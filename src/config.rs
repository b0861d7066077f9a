//! Configuración explícita de una corrida de generación.
//!
//! Parámetros inmutables que el llamador arma por completo y pasa por
//! referencia a `ejecutar_generacion`; no hay estado de configuración global
//! ni fase de "update" posterior.

use std::path::PathBuf;

use crate::algorithm::filters::{CampoOrden, FiltrosSalida};

/// Parámetros de la búsqueda y del caché de programas.
#[derive(Debug, Clone)]
pub struct ConfigGeneracion {
    pub min_creditos: u32,
    pub max_creditos: u32,
    /// Intentar cargar del caché antes de generar.
    pub usar_cache: bool,
    /// Guardar el resultado al caché tras una corrida completa.
    pub guardar_cache: bool,
    /// Ruta del archivo de caché; None deshabilita ambos lados.
    pub ruta_cache: Option<PathBuf>,
}

impl Default for ConfigGeneracion {
    fn default() -> Self {
        ConfigGeneracion {
            min_creditos: 30,
            max_creditos: 42,
            usar_cache: true,
            guardar_cache: true,
            ruta_cache: None,
        }
    }
}

/// Parámetros de la etapa de salida: filtros, orden, límite y render.
#[derive(Debug, Clone)]
pub struct ConfigSalida {
    pub filtros: FiltrosSalida,
    pub orden: Option<CampoOrden>,
    pub descendente: bool,
    /// Máximo de programas a listar; None = sin límite.
    pub limite: Option<usize>,
    /// Incluir la grilla semanal en el texto de cada programa.
    pub incluir_horario: bool,
    /// Si se indica, el texto final también se escribe a este archivo.
    pub guardar_en: Option<PathBuf>,
}

impl Default for ConfigSalida {
    fn default() -> Self {
        ConfigSalida {
            filtros: FiltrosSalida::default(),
            orden: Some(CampoOrden::TotalDias),
            descendente: false,
            limite: Some(5),
            incluir_horario: true,
            guardar_en: None,
        }
    }
}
=-=-=-=-=
_Problem requirements_.
Word for word, please print every line from the beginning of the records to the line bearing "completo y pasa por", counting both ends and stopping there.

_Solution for this exercise_.
filename src/config.rs
repository b0861d7066077f9a
//! Configuración explícita de una corrida de generación.
//!
//! Parámetros inmutables que el llamador arma por completo y pasa por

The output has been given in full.